Re: Paranoia about DegradedArray

2008-10-30 Thread Hendrik Boom
On Wed, 29 Oct 2008 17:58:56 -0400, Hal Vaughan wrote:

 On Wednesday 29 October 2008, Hendrik Boom wrote:

 I'm a bit surprised that none of the messages identifies the other
 drive, /dev/hdc3.  Is this normal?  Is that information available
 somewhere besides the sysadmin's memory?
 
 Luckily it's been at least a couple months since I worked with a
 degraded array, but I *thought* it listed the failed devices as well. It
 looks like the device has not only failed but been removed -- is there a
 chance you removed it after the failure, before running this command?

No.  I did not explicitly fail it or remove it.  There must have been 
some automatic mechanism that did.


 So presumably the thing to do is
mdadm --fail /dev/md0 /dev/hdc3
mdadm --remove /dev/md0 /dev/hdc3
 and then
mdadm --add/dev/md0 /dev/hdc3
 
 I think there's a --readd that you have to use or something like that,
 but I'd try --add first and see if that works.  You might find that hdc3
 has already failed and, form the output above, looks like it's already
 been removed.

In the docs, re-add is specified as something to use if a drive has been 
removed *recently*, and then it writes all the blocks that were to have 
been written while it was out -- a way of doing an update instead of s 
full copy.  It doesn't seem relevant in this case.

 
 Is the --fail really needed in my case?  the --detail option seems to
 have given /dev/hdc3 the status of removed (although it failed to
 mention is was /dev/hdc3).
 
 I've had trouble with removing drives if I didn't manually fail them.
 Someone who knows the inner workings of mdadm might be able to provide
 more information on that.

I wonder if /dev/hdc3 still needs to be manually failed.  I wonder if it 
is even possible to fail a removed drive...


 
 Yes, paranoia is a good thing in system administration.  It's kept me
 from severe problems previously!

And paranoia will make sure I have two complete backups before I actually 
do any of this fixup.

- hendrik

 
 
 Hal



-- 
To UNSUBSCRIBE, email to [EMAIL PROTECTED] 
with a subject of unsubscribe. Trouble? Contact [EMAIL PROTECTED]

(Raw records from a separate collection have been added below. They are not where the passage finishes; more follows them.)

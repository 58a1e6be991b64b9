//! # Configuration Module
//!
//! Handles loading and validating configuration from TOML files.

use serde::Deserialize;
use serde::de::Error;
use std::fs;
use std::path::Path;

use crate::error::{Result, VescError};
use crate::vesc::protocol::{FirmwareInfo, VESC_RX_BUFFER_SIZE, VESC_TX_TIMEOUT_MS};

/// Baud rates accepted for the host link
const ALLOWED_BAUD_RATES: [u32; 8] = [9600, 19200, 38400, 57600, 115200, 230400, 460800, 921600];

/// Main configuration structure
#[derive(Debug, Deserialize, Clone, Default)]
pub struct Config {
    #[serde(default)]
    pub serial: SerialConfig,
    #[serde(default)]
    pub protocol: ProtocolConfig,
    #[serde(default)]
    pub firmware: FirmwareConfig,
    #[serde(default)]
    pub motor: MotorConfig,
    #[serde(default)]
    pub telemetry: TelemetryConfig,
}

/// Serial port configuration
#[derive(Debug, Deserialize, Clone)]
pub struct SerialConfig {
    #[serde(default = "default_serial_port")]
    pub port: String,

    #[serde(default = "default_baud_rate")]
    pub baud_rate: u32,

    /// Transmit timeout per response frame
    #[serde(default = "default_timeout_ms")]
    pub timeout_ms: u64,
}

/// Protocol engine configuration
#[derive(Debug, Deserialize, Clone)]
pub struct ProtocolConfig {
    /// Receive window size in bytes; also caps the largest accepted frame
    #[serde(default = "default_rx_buffer_size")]
    pub rx_buffer_size: usize,

    #[serde(default = "default_poll_interval_ms")]
    pub poll_interval_ms: u64,
}

/// Identity reported to the host
#[derive(Debug, Deserialize, Clone)]
pub struct FirmwareConfig {
    #[serde(default = "default_fw_major")]
    pub major: u8,

    #[serde(default = "default_fw_minor")]
    pub minor: u8,

    #[serde(default)]
    pub patch: u8,

    #[serde(default = "default_hw_name")]
    pub hw_name: String,

    #[serde(default)]
    pub paired: bool,
}

/// Initial motor telemetry for the host-side emulation
#[derive(Debug, Deserialize, Clone)]
pub struct MotorConfig {
    /// Battery voltage in millivolts
    #[serde(default = "default_battery_voltage")]
    pub battery_voltage: u32,
}

/// Telemetry configuration
#[derive(Debug, Deserialize, Clone)]
pub struct TelemetryConfig {
    #[serde(default)]
    pub enabled: bool,

    #[serde(default = "default_log_dir")]
    pub log_dir: String,

    #[serde(default = "default_max_records_per_file")]
    pub max_records_per_file: usize,

    #[serde(default = "default_max_files_to_keep")]
    pub max_files_to_keep: usize,

    #[serde(default = "default_log_interval_ms")]
    pub log_interval_ms: u64,
}

// Default value functions
fn default_serial_port() -> String { "/dev/ttyUSB0".to_string() }
fn default_baud_rate() -> u32 { 115200 }
fn default_timeout_ms() -> u64 { VESC_TX_TIMEOUT_MS }

fn default_rx_buffer_size() -> usize { VESC_RX_BUFFER_SIZE }
fn default_poll_interval_ms() -> u64 { 1 }

fn default_fw_major() -> u8 { 5 }
fn default_fw_minor() -> u8 { 2 }
fn default_hw_name() -> String { "EBiCS".to_string() }

fn default_battery_voltage() -> u32 { 36000 }

fn default_log_dir() -> String { "./logs".to_string() }
fn default_max_records_per_file() -> usize { 10000 }
fn default_max_files_to_keep() -> usize { 10 }
fn default_log_interval_ms() -> u64 { 1000 }

impl Default for SerialConfig {
    fn default() -> Self {
        Self {
            port: default_serial_port(),
            baud_rate: default_baud_rate(),
            timeout_ms: default_timeout_ms(),
        }
    }
}

impl Default for ProtocolConfig {
    fn default() -> Self {
        Self {
            rx_buffer_size: default_rx_buffer_size(),
            poll_interval_ms: default_poll_interval_ms(),
        }
    }
}

impl Default for FirmwareConfig {
    fn default() -> Self {
        Self {
            major: default_fw_major(),
            minor: default_fw_minor(),
            patch: 0,
            hw_name: default_hw_name(),
            paired: false,
        }
    }
}

impl Default for MotorConfig {
    fn default() -> Self {
        Self {
            battery_voltage: default_battery_voltage(),
        }
    }
}

impl Default for TelemetryConfig {
    fn default() -> Self {
        Self {
            enabled: false,
            log_dir: default_log_dir(),
            max_records_per_file: default_max_records_per_file(),
            max_files_to_keep: default_max_files_to_keep(),
            log_interval_ms: default_log_interval_ms(),
        }
    }
}

impl From<&FirmwareConfig> for FirmwareInfo {
    fn from(config: &FirmwareConfig) -> Self {
        Self {
            major: config.major,
            minor: config.minor,
            patch: config.patch,
            hw_name: config.hw_name.clone(),
            paired: config.paired,
        }
    }
}

impl Config {
    /// Load configuration from a TOML file
    ///
    /// # Arguments
    ///
    /// * `path` - Path to the configuration file
    ///
    /// # Returns
    ///
    /// * `Result<Config>` - Loaded and validated configuration
    ///
    /// # Errors
    ///
    /// Returns error if:
    /// - File cannot be read
    /// - TOML parsing fails
    /// - Validation fails
    ///
    /// # Examples
    ///
    /// ```no_run
    /// use vesc_uart_emu::config::Config;
    ///
    /// let config = Config::load("config/default.toml")?;
    /// # Ok::<(), Box<dyn std::error::Error>>(())
    /// ```
    pub fn load<P: AsRef<Path>>(path: P) -> Result<Self> {
        let contents = fs::read_to_string(path)?;
        let config: Config = toml::from_str(&contents)?;
        config.validate()?;
        Ok(config)
    }

    /// Validate configuration values
    ///
    /// # Errors
    ///
    /// Returns error if any configuration value is out of valid range
    pub fn validate(&self) -> Result<()> {
        if self.serial.port.is_empty() {
            return Err(invalid("serial port cannot be empty"));
        }

        if !ALLOWED_BAUD_RATES.contains(&self.serial.baud_rate) {
            return Err(invalid(&format!(
                "baud_rate must be one of: {:?}",
                ALLOWED_BAUD_RATES
            )));
        }

        if !(1..=10_000).contains(&self.serial.timeout_ms) {
            return Err(invalid("serial timeout_ms must be between 1 and 10000"));
        }

        if !(16..=65_536).contains(&self.protocol.rx_buffer_size) {
            return Err(invalid("rx_buffer_size must be between 16 and 65536"));
        }

        if !(1..=1_000).contains(&self.protocol.poll_interval_ms) {
            return Err(invalid("poll_interval_ms must be between 1 and 1000"));
        }

        let hw_name = &self.firmware.hw_name;
        if hw_name.is_empty() || hw_name.len() > 16 || !hw_name.is_ascii() {
            return Err(invalid("hw_name must be 1 to 16 ASCII characters"));
        }

        let telemetry = &self.telemetry;
        if telemetry.enabled && telemetry.log_dir.is_empty() {
            return Err(invalid("telemetry log_dir cannot be empty when enabled"));
        }

        if !(1..=60_000).contains(&telemetry.log_interval_ms) {
            return Err(invalid("telemetry log_interval_ms must be between 1 and 60000"));
        }

        if telemetry.max_records_per_file == 0 || telemetry.max_files_to_keep == 0 {
            return Err(invalid(
                "telemetry max_records_per_file and max_files_to_keep must be greater than 0",
            ));
        }

        Ok(())
    }
}

fn invalid(msg: &str) -> VescError {
    VescError::Config(toml::de::Error::custom(msg))
}
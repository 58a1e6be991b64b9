//! # Stream Framer
//!
//! Extracts checksum-verified VESC frames from the circular receive window.
//!
//! The framer owns the scan cursor. Each pass works against a snapshot of the
//! write position taken by the caller, so bytes that land mid-pass are left
//! for the next pass. The framer never waits: an incomplete frame at the end
//! of the available bytes stays unconsumed until more bytes arrive.
//!
//! Any rejection (unknown byte, impossible length, bad end marker, CRC
//! mismatch) advances the cursor by exactly one byte. A false start marker
//! inside noise therefore never swallows a real frame that follows it.

use tracing::{debug, trace};

use super::decoder::{decode_frame, frame_len, parse_header};
use super::protocol::header_len;
use super::window::RxWindow;
use crate::error::FrameError;
use crate::telemetry::ProtocolStats;

/// Scan state over a receive window
#[derive(Debug, Clone)]
pub struct StreamFramer {
    /// Position of the next unread byte
    cursor: usize,
    /// Linear copy of the frame under inspection
    scratch: Vec<u8>,
}

impl StreamFramer {
    /// Create a framer for a window of `capacity` bytes, cursor at 0
    pub fn new(capacity: usize) -> Self {
        Self {
            cursor: 0,
            scratch: Vec::with_capacity(capacity),
        }
    }

    /// Position of the next unread byte
    pub fn cursor(&self) -> usize {
        self.cursor
    }

    /// Find the next valid frame in `[cursor, write_pos)`
    ///
    /// # Arguments
    ///
    /// * `window` - Receive window
    /// * `write_pos` - Write position snapshot for this pass
    /// * `stats` - Counters updated with every skip and rejection
    ///
    /// # Returns
    ///
    /// * `Option<&[u8]>` - Payload of the next valid frame, with the cursor
    ///   already moved past the whole frame; `None` once the available bytes
    ///   are exhausted or end in an incomplete frame
    pub fn next_frame(
        &mut self,
        window: &RxWindow,
        write_pos: usize,
        stats: &mut ProtocolStats,
    ) -> Option<&[u8]> {
        while self.cursor != write_pos {
            let start = self.cursor;

            let Some(header_len) = header_len(window.byte_at(start, 0)) else {
                trace!("Skipping non-start byte at {}", start);
                self.resync(window, stats);
                continue;
            };

            let available = window.distance(start, write_pos);
            let header_bytes = available.min(header_len);
            let mut header = [0u8; 3];
            for (offset, byte) in header[..header_bytes].iter_mut().enumerate() {
                *byte = window.byte_at(start, offset);
            }

            let Some((header_len, payload_len)) = parse_header(&header[..header_bytes]) else {
                trace!("Length header at {} not complete yet", start);
                return None;
            };

            let total_len = frame_len(header_len, payload_len);
            if total_len > window.max_readable() {
                debug!(
                    "Frame at {} declares {} bytes, more than the window can hold ({})",
                    start,
                    total_len,
                    window.max_readable()
                );
                stats.oversize_lengths += 1;
                self.resync(window, stats);
                continue;
            }

            if available < total_len {
                trace!(
                    "Frame at {} incomplete: {} of {} bytes",
                    start,
                    available,
                    total_len
                );
                return None;
            }

            window.copy_out(start, total_len, &mut self.scratch);

            match decode_frame(&self.scratch).map(|_| ()) {
                Ok(()) => {
                    self.cursor = window.advance(start, total_len);
                    stats.frames_received += 1;
                    return Some(&self.scratch[header_len..header_len + payload_len]);
                }
                Err(e) => {
                    debug!("Rejected frame at {}: {}", start, e);
                    match e {
                        FrameError::CrcMismatch { .. } => stats.crc_errors += 1,
                        FrameError::InvalidEndMarker(_) => stats.end_marker_errors += 1,
                        _ => {}
                    }
                    self.resync(window, stats);
                }
            }
        }

        None
    }

    /// Drain every complete frame available before `write_pos`
    ///
    /// # Returns
    ///
    /// * `usize` - Number of payloads passed to `on_payload`
    pub fn process<F>(
        &mut self,
        window: &RxWindow,
        write_pos: usize,
        stats: &mut ProtocolStats,
        mut on_payload: F,
    ) -> usize
    where
        F: FnMut(&[u8]),
    {
        let mut count = 0;
        while let Some(payload) = self.next_frame(window, write_pos, stats) {
            on_payload(payload);
            count += 1;
        }
        count
    }

    /// Skip one byte
    fn resync(&mut self, window: &RxWindow, stats: &mut ProtocolStats) {
        self.cursor = window.advance(self.cursor, 1);
        stats.resync_bytes += 1;
    }
}
//! # VESC Protocol Module
//!
//! Implementation of the subset of the VESC UART protocol a display or app
//! needs to talk to a motor controller.
//!
//! This module handles:
//! - Frame encoding (short and long length headers)
//! - CRC16 checksum calculation
//! - Frame synchronization over a circular receive window
//! - Command decoding and response payloads

pub mod protocol;
pub mod encoder;
pub mod decoder;
pub mod crc;
pub mod window;
pub mod framer;
pub mod commands;
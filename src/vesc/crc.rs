//! # CRC16 Implementation
//!
//! CRC-16 checksum used by the VESC packet format (CRC-16/XMODEM).
//!
//! **Polynomial**: 0x1021 (x^16 + x^12 + x^5 + 1)
//! **Initial Value**: 0x0000
//!
//! Computed over the payload only, never over the header.

/// CRC-16 polynomial
const CRC16_POLY: u16 = 0x1021;

/// Precomputed CRC16 lookup table for fast calculation
const CRC16_TABLE: [u16; 256] = generate_crc16_table();

/// Generate CRC16 lookup table at compile time
const fn generate_crc16_table() -> [u16; 256] {
    let mut table = [0u16; 256];
    let mut i = 0;

    while i < 256 {
        let mut crc = (i as u16) << 8;
        let mut j = 0;

        while j < 8 {
            if (crc & 0x8000) != 0 {
                crc = (crc << 1) ^ CRC16_POLY;
            } else {
                crc <<= 1;
            }
            j += 1;
        }

        table[i] = crc;
        i += 1;
    }

    table
}

/// Calculate the VESC CRC16 checksum using lookup table (fast)
///
/// # Arguments
///
/// * `data` - Payload bytes
///
/// # Returns
///
/// * `u16` - Calculated checksum, transmitted big-endian
///
/// # Examples
///
/// ```
/// use vesc_uart_emu::vesc::crc::crc16;
///
/// assert_eq!(crc16(b"123456789"), 0x31C3);
/// assert_eq!(crc16(&[]), 0x0000);
/// ```
pub fn crc16(data: &[u8]) -> u16 {
    let mut crc: u16 = 0;

    for &byte in data {
        let index = ((crc >> 8) as u8 ^ byte) as usize;
        crc = (crc << 8) ^ CRC16_TABLE[index];
    }

    crc
}

/// Calculate the VESC CRC16 checksum bit by bit (slow, for verification)
///
/// Mirrors the reference firmware routine. Used by tests to check the lookup
/// table implementation.
#[allow(dead_code)]
fn crc16_slow(data: &[u8]) -> u16 {
    let mut crc: u16 = 0;

    for &byte in data {
        crc ^= (byte as u16) << 8;

        for _ in 0..8 {
            if (crc & 0x8000) != 0 {
                crc = (crc << 1) ^ CRC16_POLY;
            } else {
                crc <<= 1;
            }
        }
    }

    crc
}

Re: Paranoia about DegradedArray

2008-10-30 Thread Hal Vaughan
On Thursday 30 October 2008, Hendrik Boom wrote:
...
  I've had trouble with removing drives if I didn't manually fail
  them. Someone who knows the inner workings of mdadm might be able
  to provide more information on that.

 I wonder if /dev/hdc3 still needs to be manually failed.  I wonder if
 it is even possible to fail a removed drive...


Try adding it.  If it works, then you're okay -- assuming the drive is 
okay.  If it doesn't work, you'll get an error message and it won't add 
it.

  Yes, paranoia is a good thing in system administration.  It's kept
  me from severe problems previously!

 And paranoia will make sure I have two complete backups before I
 actually do any of this fixup.

I've learned, among other things, to not trust RAID5 with mdadm.  I've 
also learned that even with RAID1, I have a full backup elsewhere.  I 
stick with RAID1 so if it blows, as long as one drive is still okay, I 
can always remount it as a regular drive.


Hal


-- 
To UNSUBSCRIBE, email to [EMAIL PROTECTED] 
with a subject of unsubscribe. Trouble? Contact [EMAIL PROTECTED]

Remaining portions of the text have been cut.